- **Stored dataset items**
--------------------------------------------------

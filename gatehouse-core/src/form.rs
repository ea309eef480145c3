//! Dynamic form definitions as served to renderers.

use std::collections::HashSet;

use chrono::{DateTime, Utc};
use serde::{Deserialize, Serialize};
use serde_json::{Map, Value};

use crate::error::CoreError;

/// Submitted field values, keyed by field name.
pub type Submission = Map<String, Value>;

/// A renderable form with its fields and visibility rules.
#[derive(Debug, Clone, PartialEq, Serialize, Deserialize)]
#[non_exhaustive]
pub struct FormDefinition {
    /// Stable identifier. Never changes once published.
    pub id: String,
    /// Business domain the form belongs to (e.g. `"IT"`).
    pub domain: String,
    /// End-user facing title.
    pub title: String,
    pub short_description: String,
    pub description: String,
    pub image_url: String,
    /// Self-service portal URL where the form can be completed directly.
    pub url: String,
    pub last_updated_at: DateTime<Utc>,
    pub fields: Vec<FormField>,
    pub dynamic_field_rules: Vec<DynamicFieldRule>,
}

/// One input (or label) of a form.
#[derive(Debug, Clone, PartialEq, Serialize, Deserialize)]
#[non_exhaustive]
pub struct FormField {
    pub label: String,
    /// Key used for this field in a submission. Unique within the form.
    pub name: String,
    pub placeholder: Option<String>,
    /// Tooltip or help text. May contain HTML.
    pub help: Option<String>,
    #[serde(rename = "type")]
    pub field_type: FieldType,
    pub required: bool,
    /// Visibility on first render, before any rule applies.
    pub visible: bool,
    pub options: Vec<FieldOption>,
}

/// A selectable choice of a picker field.
#[derive(Debug, Clone, PartialEq, Eq, Serialize, Deserialize)]
#[non_exhaustive]
pub struct FieldOption {
    /// Text shown in the dropdown.
    pub label: String,
    /// Value submitted when this option is chosen.
    pub value: String,
}

/// Kind of widget a field renders as.
#[derive(Debug, Clone, Copy, PartialEq, Eq, Hash, Serialize, Deserialize)]
#[serde(rename_all = "SCREAMING_SNAKE_CASE")]
pub enum FieldType {
    SingleUserOptionPicker,
    MultiOptionPicker,
    SingleOptionPicker,
    SingleLineText,
    MultiLineText,
    DatePicker,
    /// Static text. `placeholder`, `help` and `required` have no effect.
    Label,
    /// `placeholder` and `required` have no effect.
    Checkbox,
}

/// Declarative condition to action mapping over a form's fields.
#[derive(Debug, Clone, PartialEq, Serialize, Deserialize)]
#[non_exhaustive]
pub struct DynamicFieldRule {
    pub name: String,
    /// How condition results combine. Irrelevant for a single condition.
    pub logical: Logical,
    pub conditions: Vec<Condition>,
    /// Applied as written when the rule holds, negated when it does not.
    pub actions: Vec<RuleAction>,
}

/// Combinator over a rule's condition results.
#[derive(Debug, Clone, Copy, PartialEq, Eq, Hash, Serialize, Deserialize)]
#[serde(rename_all = "UPPERCASE")]
pub enum Logical {
    And,
    Or,
}

/// A test of one submitted field value.
#[derive(Debug, Clone, PartialEq, Serialize, Deserialize)]
#[non_exhaustive]
pub struct Condition {
    pub field_name: String,
    pub operator: Operator,
    /// Operand of the test. `null` for operators that take none.
    #[serde(default)]
    pub value: Value,
}

/// Comparison applied by a [`Condition`].
#[derive(Debug, Clone, Copy, PartialEq, Eq, Hash, Serialize, Deserialize)]
#[serde(rename_all = "SCREAMING_SNAKE_CASE")]
#[non_exhaustive]
pub enum Operator {
    Equals,
    NotEquals,
    NotEmpty,
    Empty,
    In,
}

/// Visibility and requirement assigned to a target field.
#[derive(Debug, Clone, PartialEq, Eq, Serialize, Deserialize)]
#[non_exhaustive]
pub struct RuleAction {
    pub field_name: String,
    pub visible: bool,
    pub required: bool,
}

impl FormDefinition {
    /// Looks up a field by name.
    #[must_use]
    pub fn field(&self, name: &str) -> Option<&FormField> {
        self.fields.iter().find(|f| f.name == name)
    }

    /// Checks the structural invariants of the definition.
    ///
    /// # Errors
    /// Returns [`CoreError::DuplicateField`] if two fields share a name, or
    /// [`CoreError::UnknownRuleField`] if a rule condition or action names a
    /// field the form does not declare.
    pub fn validate(&self) -> Result<(), CoreError> {
        let mut names = HashSet::with_capacity(self.fields.len());
        for field in &self.fields {
            if !names.insert(field.name.as_str()) {
                return Err(CoreError::DuplicateField {
                    form_id: self.id.clone(),
                    field: field.name.clone(),
                });
            }
        }

        for rule in &self.dynamic_field_rules {
            let referenced = rule
                .conditions
                .iter()
                .map(|c| c.field_name.as_str())
                .chain(rule.actions.iter().map(|a| a.field_name.as_str()));
            for field in referenced {
                if !names.contains(field) {
                    return Err(CoreError::UnknownRuleField {
                        form_id: self.id.clone(),
                        rule: rule.name.clone(),
                        field: field.to_owned(),
                    });
                }
            }
        }
        Ok(())
    }
}

#[cfg(test)]
mod tests {
    use super::*;
    use crate::samples::sample_forms;

    fn erp_form() -> FormDefinition {
        match sample_forms().into_iter().next() {
            Some(f) => f,
            None => panic!("sample catalog is empty"),
        }
    }

    #[test]
    fn sample_form_is_valid() {
        assert!(erp_form().validate().is_ok());
    }

    #[test]
    fn duplicate_field_name_is_rejected() {
        let mut form = erp_form();
        let copy = form.fields[0].clone();
        form.fields.push(copy);
        match form.validate() {
            Err(CoreError::DuplicateField { field, .. }) => assert_eq!(field, "requested_for"),
            other => panic!("expected DuplicateField, got {other:?}"),
        }
    }

    #[test]
    fn rule_targeting_unknown_field_is_rejected() {
        let mut form = erp_form();
        form.dynamic_field_rules[0].actions[0].field_name = "cost_center".to_owned();
        match form.validate() {
            Err(CoreError::UnknownRuleField { rule, field, .. }) => {
                assert_eq!(rule, "read_or_write_ctrl_business_justification");
                assert_eq!(field, "cost_center");
            }
            other => panic!("expected UnknownRuleField, got {other:?}"),
        }
    }

    #[test]
    fn field_type_uses_wire_names() {
        let json = match serde_json::to_string(&FieldType::SingleUserOptionPicker) {
            Ok(s) => s,
            Err(e) => panic!("serialization failed: {e}"),
        };
        assert_eq!(json, "\"SINGLE_USER_OPTION_PICKER\"");
    }

    #[test]
    fn definition_serializes_to_wire_shape() {
        let json = match serde_json::to_value(erp_form()) {
            Ok(v) => v,
            Err(e) => panic!("serialization failed: {e}"),
        };
        assert_eq!(json["id"], "123456789");
        assert_eq!(json["last_updated_at"], "2021-10-20T17:28:52Z");
        assert_eq!(json["fields"][1]["type"], "MULTI_OPTION_PICKER");
        assert_eq!(json["fields"][1]["placeholder"], Value::Null);
        assert_eq!(json["dynamic_field_rules"][0]["logical"], "OR");
        let second_rule = &json["dynamic_field_rules"][1];
        assert_eq!(second_rule["conditions"][0]["operator"], "NOT_EMPTY");
    }

    #[test]
    fn definition_round_trips_through_json() {
        let form = erp_form();
        let text = match serde_json::to_string(&form) {
            Ok(t) => t,
            Err(e) => panic!("serialization failed: {e}"),
        };
        let parsed: FormDefinition = match serde_json::from_str(&text) {
            Ok(f) => f,
            Err(e) => panic!("json round trip failed: {e}"),
        };
        assert_eq!(parsed, form);
    }

    #[test]
    fn condition_without_value_defaults_to_null() {
        let json = r#"{"field_name":"a","operator":"NOT_EMPTY"}"#;
        let condition: Condition = match serde_json::from_str(json) {
            Ok(c) => c,
            Err(e) => panic!("parse failed: {e}"),
        };
        assert_eq!(condition.operator, Operator::NotEmpty);
        assert!(condition.value.is_null());
    }
}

--------------------------------------------------

- **Required work**
Every entry above must be reproduced word for word.

- **Answer space**
filename gatehouse-core/src/form.rs
repository ea309eef480145c3
//! Dynamic form definitions as served to renderers.

use std::collections::HashSet;

use chrono::{DateTime, Utc};
use serde::{Deserialize, Serialize};
use serde_json::{Map, Value};

use crate::error::CoreError;

/// Submitted field values, keyed by field name.
pub type Submission = Map<String, Value>;

/// A renderable form with its fields and visibility rules.
#[derive(Debug, Clone, PartialEq, Serialize, Deserialize)]
#[non_exhaustive]
pub struct FormDefinition {
    /// Stable identifier. Never changes once published.
    pub id: String,
    /// Business domain the form belongs to (e.g. `"IT"`).
    pub domain: String,
    /// End-user facing title.
    pub title: String,
    pub short_description: String,
    pub description: String,
    pub image_url: String,
    /// Self-service portal URL where the form can be completed directly.
    pub url: String,
    pub last_updated_at: DateTime<Utc>,
    pub fields: Vec<FormField>,
    pub dynamic_field_rules: Vec<DynamicFieldRule>,
}

/// One input (or label) of a form.
#[derive(Debug, Clone, PartialEq, Serialize, Deserialize)]
#[non_exhaustive]
pub struct FormField {
    pub label: String,
    /// Key used for this field in a submission. Unique within the form.
    pub name: String,
    pub placeholder: Option<String>,
    /// Tooltip or help text. May contain HTML.
    pub help: Option<String>,
    #[serde(rename = "type")]
    pub field_type: FieldType,
    pub required: bool,
    /// Visibility on first render, before any rule applies.
    pub visible: bool,
    pub options: Vec<FieldOption>,
}

/// A selectable choice of a picker field.
#[derive(Debug, Clone, PartialEq, Eq, Serialize, Deserialize)]
#[non_exhaustive]
pub struct FieldOption {
    /// Text shown in the dropdown.
    pub label: String,
    /// Value submitted when this option is chosen.
    pub value: String,
}

/// Kind of widget a field renders as.
#[derive(Debug, Clone, Copy, PartialEq, Eq, Hash, Serialize, Deserialize)]
#[serde(rename_all = "SCREAMING_SNAKE_CASE")]
pub enum FieldType {
    SingleUserOptionPicker,
    MultiOptionPicker,
    SingleOptionPicker,
    SingleLineText,
    MultiLineText,
    DatePicker,
    /// Static text. `placeholder`, `help` and `required` have no effect.
    Label,
    /// `placeholder` and `required` have no effect.
    Checkbox,
}

/// Declarative condition to action mapping over a form's fields.
#[derive(Debug, Clone, PartialEq, Serialize, Deserialize)]
#[non_exhaustive]
pub struct DynamicFieldRule {
    pub name: String,
    /// How condition results combine. Irrelevant for a single condition.
    pub logical: Logical,
    pub conditions: Vec<Condition>,
    /// Applied as written when the rule holds, negated when it does not.
    pub actions: Vec<RuleAction>,
}

/// Combinator over a rule's condition results.
#[derive(Debug, Clone, Copy, PartialEq, Eq, Hash, Serialize, Deserialize)]
#[serde(rename_all = "UPPERCASE")]
pub enum Logical {
    And,
    Or,
}

/// A test of one submitted field value.
#[derive(Debug, Clone, PartialEq, Serialize, Deserialize)]
#[non_exhaustive]
pub struct Condition {
    pub field_name: String,
    pub operator: Operator,
    /// Operand of the test. `null` for operators that take none.
    #[serde(default)]
    pub value: Value,
}

/// Comparison applied by a [`Condition`].
#[derive(Debug, Clone, Copy, PartialEq, Eq, Hash, Serialize, Deserialize)]
#[serde(rename_all = "SCREAMING_SNAKE_CASE")]
#[non_exhaustive]
pub enum Operator {
    Equals,
    NotEquals,
    NotEmpty,
    Empty,
    In,
}

/// Visibility and requirement assigned to a target field.
#[derive(Debug, Clone, PartialEq, Eq, Serialize, Deserialize)]
#[non_exhaustive]
pub struct RuleAction {
    pub field_name: String,
    pub visible: bool,
    pub required: bool,
}

impl FormDefinition {
    /// Looks up a field by name.
    #[must_use]
    pub fn field(&self, name: &str) -> Option<&FormField> {
        self.fields.iter().find(|f| f.name == name)
    }

    /// Checks the structural invariants of the definition.
    ///
    /// # Errors
    /// Returns [`CoreError::DuplicateField`] if two fields share a name, or
    /// [`CoreError::UnknownRuleField`] if a rule condition or action names a
    /// field the form does not declare.
    pub fn validate(&self) -> Result<(), CoreError> {
        let mut names = HashSet::with_capacity(self.fields.len());
        for field in &self.fields {
            if !names.insert(field.name.as_str()) {
                return Err(CoreError::DuplicateField {
                    form_id: self.id.clone(),
                    field: field.name.clone(),
                });
            }
        }

        for rule in &self.dynamic_field_rules {
            let referenced = rule
                .conditions
                .iter()
                .map(|c| c.field_name.as_str())
                .chain(rule.actions.iter().map(|a| a.field_name.as_str()));
            for field in referenced {
                if !names.contains(field) {
                    return Err(CoreError::UnknownRuleField {
                        form_id: self.id.clone(),
                        rule: rule.name.clone(),
                        field: field.to_owned(),
                    });
                }
            }
        }
        Ok(())
    }
}

#[cfg(test)]
mod tests {
    use super::*;
    use crate::samples::sample_forms;

    fn erp_form() -> FormDefinition {
        match sample_forms().into_iter().next() {
            Some(f) => f,
            None => panic!("sample catalog is empty"),
        }
    }

    #[test]
    fn sample_form_is_valid() {
        assert!(erp_form().validate().is_ok());
    }

    #[test]
    fn duplicate_field_name_is_rejected() {
        let mut form = erp_form();
        let copy = form.fields[0].clone();
        form.fields.push(copy);
        match form.validate() {
            Err(CoreError::DuplicateField { field, .. }) => assert_eq!(field, "requested_for"),
            other => panic!("expected DuplicateField, got {other:?}"),
        }
    }

    #[test]
    fn rule_targeting_unknown_field_is_rejected() {
        let mut form = erp_form();
        form.dynamic_field_rules[0].actions[0].field_name = "cost_center".to_owned();
        match form.validate() {
            Err(CoreError::UnknownRuleField { rule, field, .. }) => {
                assert_eq!(rule, "read_or_write_ctrl_business_justification");
                assert_eq!(field, "cost_center");
            }
            other => panic!("expected UnknownRuleField, got {other:?}"),
        }
    }

    #[test]
    fn field_type_uses_wire_names() {
        let json = match serde_json::to_string(&FieldType::SingleUserOptionPicker) {
            Ok(s) => s,
            Err(e) => panic!("serialization failed: {e}"),
        };
        assert_eq!(json, "\"SINGLE_USER_OPTION_PICKER\"");
    }

    #[test]
    fn definition_serializes_to_wire_shape() {
        let json = match serde_json::to_value(erp_form()) {
            Ok(v) => v,
            Err(e) => panic!("serialization failed: {e}"),
        };
        assert_eq!(json["id"], "123456789");
        assert_eq!(json["last_updated_at"], "2021-10-20T17:28:52Z");
        assert_eq!(json["fields"][1]["type"], "MULTI_OPTION_PICKER");
        assert_eq!(json["fields"][1]["placeholder"], Value::Null);
        assert_eq!(json["dynamic_field_rules"][0]["logical"], "OR");
        let second_rule = &json["dynamic_field_rules"][1];
        assert_eq!(second_rule["conditions"][0]["operator"], "NOT_EMPTY");
    }

    #[test]
    fn definition_round_trips_through_json() {
        let form = erp_form();
        let text = match serde_json::to_string(&form) {
            Ok(t) => t,
            Err(e) => panic!("serialization failed: {e}"),
        };
        let parsed: FormDefinition = match serde_json::from_str(&text) {
            Ok(f) => f,
            Err(e) => panic!("json round trip failed: {e}"),
        };
        assert_eq!(parsed, form);
    }

    #[test]
    fn condition_without_value_defaults_to_null() {
        let json = r#"{"field_name":"a","operator":"NOT_EMPTY"}"#;
        let condition: Condition = match serde_json::from_str(json) {
            Ok(c) => c,
            Err(e) => panic!("parse failed: {e}"),
        };
        assert_eq!(condition.operator, Operator::NotEmpty);
        assert!(condition.value.is_null());
    }
}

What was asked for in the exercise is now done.